Think about it, a crush sleeve HAS to get SHORTER to fail. The only way it can get shorter is if the BEARINGS/RACES are able to get CLOSER to each other.
If the bearings can move then the races are not seated proplerly and the crush sleeve is not to blame. The bearing install is.
If the pinion has contacted the carrier then MOST folks will blame the crush sleeve, saying it let the pinion move closer to the carrier when it crushed the sleeve more and failed. WRONG the only way a pinion can contact the carrier is if the bearings move/wear or the pinion NUT BACKS OFF.
Do any of you own a car with a solid spacer or crush sleeve in between the wheel bearings? Didnt think so. I mean cmon, wheel bearings fail all the time cuz they have no solid spacer, right?

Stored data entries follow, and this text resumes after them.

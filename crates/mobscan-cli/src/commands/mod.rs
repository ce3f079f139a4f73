use anyhow::Result;
use mobscan_config::AppConfig;
use serde::Serialize;
use std::io::{self, Write};

pub mod check;
pub mod completions;
pub mod extract;

pub struct Context<'a> {
    pub json: bool,
    pub config: &'a AppConfig,
}

pub fn print_json<T: Serialize>(value: &T) -> Result<()> {
    let mut stdout = io::stdout().lock();
    serde_json::to_writer_pretty(&mut stdout, value)?;
    writeln!(stdout)?;
    Ok(())
}
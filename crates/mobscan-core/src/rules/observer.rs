use crate::domain::Record;
use crate::dto::{Extraction, InvalidEntry, ValidEntry};

/// Hooks invoked while the extractor walks a collection. Every method is a
/// no-op by default.
pub trait ExtractObserver {
    fn on_record(&mut self, _index: usize, _record: &Record) {}
    fn on_valid(&mut self, _entry: &ValidEntry) {}
    fn on_invalid(&mut self, _entry: &InvalidEntry) {}
    fn on_finish(&mut self, _extraction: &Extraction) {}
}

impl ExtractObserver for () {}

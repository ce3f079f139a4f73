pub mod domain;
pub mod dto;
pub mod rules;

pub use domain::*;
pub use dto::*;
pub use rules::*;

Folks that dont quite understand how forces are pushed inside a diff will blame all kinds of things when a failure happens.
I have brought this up before and got shot down by folks that should know better. I expected all the internet "know it all, but never done its" to shoot me down but other folks that should get it still dont.
Good topic. Nobody will have any EVIDENCE of a crush sleeve failing, just speculation and blame for poor crush sleeves.